* _Exercise details_
Write out every line below that includes the word "MatchMode".

--- Given data Enclosed Below ---

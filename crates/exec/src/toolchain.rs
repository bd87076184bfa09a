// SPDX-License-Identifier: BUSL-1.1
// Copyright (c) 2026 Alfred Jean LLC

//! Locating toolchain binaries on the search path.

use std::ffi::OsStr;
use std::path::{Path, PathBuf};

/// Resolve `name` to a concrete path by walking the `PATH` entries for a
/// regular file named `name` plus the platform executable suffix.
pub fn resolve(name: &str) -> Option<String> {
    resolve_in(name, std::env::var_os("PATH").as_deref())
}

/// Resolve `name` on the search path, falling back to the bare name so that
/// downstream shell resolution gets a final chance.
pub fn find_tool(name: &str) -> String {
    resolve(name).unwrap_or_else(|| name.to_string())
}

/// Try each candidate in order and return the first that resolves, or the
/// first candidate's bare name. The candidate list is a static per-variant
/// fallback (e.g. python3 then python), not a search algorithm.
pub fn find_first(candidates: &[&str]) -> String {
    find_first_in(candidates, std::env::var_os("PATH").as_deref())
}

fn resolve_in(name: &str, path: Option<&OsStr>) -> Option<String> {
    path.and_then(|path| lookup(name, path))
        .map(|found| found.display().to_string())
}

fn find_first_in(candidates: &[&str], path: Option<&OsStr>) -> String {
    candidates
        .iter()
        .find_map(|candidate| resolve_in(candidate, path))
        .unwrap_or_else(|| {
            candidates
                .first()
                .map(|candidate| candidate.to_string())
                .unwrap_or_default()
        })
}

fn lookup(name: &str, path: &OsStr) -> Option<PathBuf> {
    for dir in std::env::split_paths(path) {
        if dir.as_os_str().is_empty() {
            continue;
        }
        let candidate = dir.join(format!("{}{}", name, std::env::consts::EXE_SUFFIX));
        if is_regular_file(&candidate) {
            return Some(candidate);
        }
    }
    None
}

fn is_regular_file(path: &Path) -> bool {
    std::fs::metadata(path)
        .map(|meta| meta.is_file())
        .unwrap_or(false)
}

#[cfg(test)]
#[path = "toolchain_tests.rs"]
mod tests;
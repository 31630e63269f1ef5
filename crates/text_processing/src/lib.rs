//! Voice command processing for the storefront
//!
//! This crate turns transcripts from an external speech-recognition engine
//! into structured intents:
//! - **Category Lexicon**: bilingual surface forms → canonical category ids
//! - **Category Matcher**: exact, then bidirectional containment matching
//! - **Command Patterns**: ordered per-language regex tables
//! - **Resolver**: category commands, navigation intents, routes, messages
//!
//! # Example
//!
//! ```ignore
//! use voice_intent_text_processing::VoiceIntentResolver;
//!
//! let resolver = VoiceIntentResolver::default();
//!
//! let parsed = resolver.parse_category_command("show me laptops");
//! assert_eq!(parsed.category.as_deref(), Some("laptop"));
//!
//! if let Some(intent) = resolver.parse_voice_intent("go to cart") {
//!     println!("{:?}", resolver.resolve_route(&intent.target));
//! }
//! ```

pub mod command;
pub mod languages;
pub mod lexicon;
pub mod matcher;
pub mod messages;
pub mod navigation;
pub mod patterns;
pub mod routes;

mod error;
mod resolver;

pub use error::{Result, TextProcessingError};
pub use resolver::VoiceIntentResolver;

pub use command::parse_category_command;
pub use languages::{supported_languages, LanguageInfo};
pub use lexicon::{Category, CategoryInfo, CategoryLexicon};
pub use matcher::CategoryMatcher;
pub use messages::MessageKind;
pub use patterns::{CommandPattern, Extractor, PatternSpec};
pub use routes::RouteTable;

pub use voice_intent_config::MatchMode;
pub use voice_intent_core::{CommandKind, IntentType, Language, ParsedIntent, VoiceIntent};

--- End of Enclosed Given data ---
--- Given data Enclosed Below ---

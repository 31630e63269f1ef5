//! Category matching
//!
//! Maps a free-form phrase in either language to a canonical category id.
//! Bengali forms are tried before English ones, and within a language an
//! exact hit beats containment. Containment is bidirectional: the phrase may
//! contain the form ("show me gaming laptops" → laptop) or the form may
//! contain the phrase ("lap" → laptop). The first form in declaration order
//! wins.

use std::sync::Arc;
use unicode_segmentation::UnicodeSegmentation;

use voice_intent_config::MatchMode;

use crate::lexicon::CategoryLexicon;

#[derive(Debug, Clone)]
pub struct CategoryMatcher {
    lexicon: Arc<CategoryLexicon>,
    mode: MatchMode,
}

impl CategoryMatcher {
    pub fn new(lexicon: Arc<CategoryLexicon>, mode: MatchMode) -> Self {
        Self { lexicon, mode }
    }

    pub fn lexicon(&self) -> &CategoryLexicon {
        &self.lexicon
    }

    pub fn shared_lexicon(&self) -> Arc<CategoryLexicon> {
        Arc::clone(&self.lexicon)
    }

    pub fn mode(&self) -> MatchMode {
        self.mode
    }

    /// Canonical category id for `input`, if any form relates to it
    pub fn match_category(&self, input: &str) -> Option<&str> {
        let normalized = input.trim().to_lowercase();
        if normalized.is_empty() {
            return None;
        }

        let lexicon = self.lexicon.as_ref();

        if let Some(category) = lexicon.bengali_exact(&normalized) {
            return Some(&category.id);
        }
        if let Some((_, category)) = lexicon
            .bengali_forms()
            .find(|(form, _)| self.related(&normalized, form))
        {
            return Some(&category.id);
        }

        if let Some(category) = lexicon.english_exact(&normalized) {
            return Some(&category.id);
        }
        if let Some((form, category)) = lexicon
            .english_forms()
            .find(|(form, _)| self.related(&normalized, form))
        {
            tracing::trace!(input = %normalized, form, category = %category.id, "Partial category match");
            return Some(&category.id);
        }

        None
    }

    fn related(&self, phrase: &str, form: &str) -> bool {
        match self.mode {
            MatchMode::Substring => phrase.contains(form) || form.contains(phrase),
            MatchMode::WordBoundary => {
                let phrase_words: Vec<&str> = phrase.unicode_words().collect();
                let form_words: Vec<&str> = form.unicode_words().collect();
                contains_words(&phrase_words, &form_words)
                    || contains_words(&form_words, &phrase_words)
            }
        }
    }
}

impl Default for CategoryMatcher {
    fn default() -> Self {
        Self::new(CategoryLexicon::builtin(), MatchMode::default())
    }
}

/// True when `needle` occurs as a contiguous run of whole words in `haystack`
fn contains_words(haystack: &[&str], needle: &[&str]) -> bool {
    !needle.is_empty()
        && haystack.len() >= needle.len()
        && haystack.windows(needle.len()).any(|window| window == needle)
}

--- End of Enclosed Given data ---
--- Given data Enclosed Below ---

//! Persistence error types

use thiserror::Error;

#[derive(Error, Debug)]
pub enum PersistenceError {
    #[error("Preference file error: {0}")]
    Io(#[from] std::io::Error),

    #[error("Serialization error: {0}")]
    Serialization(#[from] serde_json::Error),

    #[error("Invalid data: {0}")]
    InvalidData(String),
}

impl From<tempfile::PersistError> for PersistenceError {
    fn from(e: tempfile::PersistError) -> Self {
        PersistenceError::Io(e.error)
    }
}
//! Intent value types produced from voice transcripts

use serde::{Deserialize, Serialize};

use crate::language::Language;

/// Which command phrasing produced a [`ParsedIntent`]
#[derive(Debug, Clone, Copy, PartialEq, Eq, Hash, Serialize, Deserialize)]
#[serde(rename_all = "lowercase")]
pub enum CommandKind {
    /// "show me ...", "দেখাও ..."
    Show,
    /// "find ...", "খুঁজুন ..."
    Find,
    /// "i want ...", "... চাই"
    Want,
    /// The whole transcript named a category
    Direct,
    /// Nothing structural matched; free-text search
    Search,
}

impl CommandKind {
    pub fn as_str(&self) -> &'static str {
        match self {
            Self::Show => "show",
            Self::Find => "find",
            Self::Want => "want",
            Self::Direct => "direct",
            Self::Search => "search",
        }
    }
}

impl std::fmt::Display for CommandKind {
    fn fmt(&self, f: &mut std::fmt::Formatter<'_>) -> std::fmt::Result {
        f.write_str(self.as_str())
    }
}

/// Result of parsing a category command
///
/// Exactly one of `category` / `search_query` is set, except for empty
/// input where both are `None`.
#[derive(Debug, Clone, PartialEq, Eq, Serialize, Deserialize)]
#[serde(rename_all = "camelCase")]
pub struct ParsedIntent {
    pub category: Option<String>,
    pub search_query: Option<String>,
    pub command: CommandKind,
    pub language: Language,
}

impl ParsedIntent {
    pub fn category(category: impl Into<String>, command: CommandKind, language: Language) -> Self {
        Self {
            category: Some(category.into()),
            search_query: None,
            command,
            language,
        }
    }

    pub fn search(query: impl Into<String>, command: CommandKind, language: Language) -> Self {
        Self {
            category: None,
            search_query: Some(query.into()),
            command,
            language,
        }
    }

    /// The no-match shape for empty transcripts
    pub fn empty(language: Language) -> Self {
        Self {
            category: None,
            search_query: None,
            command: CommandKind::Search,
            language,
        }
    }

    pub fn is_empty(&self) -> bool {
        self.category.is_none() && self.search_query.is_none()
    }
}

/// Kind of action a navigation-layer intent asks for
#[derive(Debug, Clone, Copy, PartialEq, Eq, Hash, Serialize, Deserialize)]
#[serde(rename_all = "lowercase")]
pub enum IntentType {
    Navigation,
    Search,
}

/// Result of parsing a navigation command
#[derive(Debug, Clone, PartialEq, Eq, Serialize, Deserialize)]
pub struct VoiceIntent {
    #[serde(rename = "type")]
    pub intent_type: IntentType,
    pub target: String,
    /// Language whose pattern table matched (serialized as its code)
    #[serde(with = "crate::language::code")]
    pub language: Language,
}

--- End of Enclosed Given data ---

* _Your response_
pub use voice_intent_config::MatchMode;
use voice_intent_config::MatchMode;
    mode: MatchMode,
    pub fn new(lexicon: Arc<CategoryLexicon>, mode: MatchMode) -> Self {
    pub fn mode(&self) -> MatchMode {
            MatchMode::Substring => phrase.contains(form) || form.contains(phrase),
            MatchMode::WordBoundary => {
        Self::new(CategoryLexicon::builtin(), MatchMode::default())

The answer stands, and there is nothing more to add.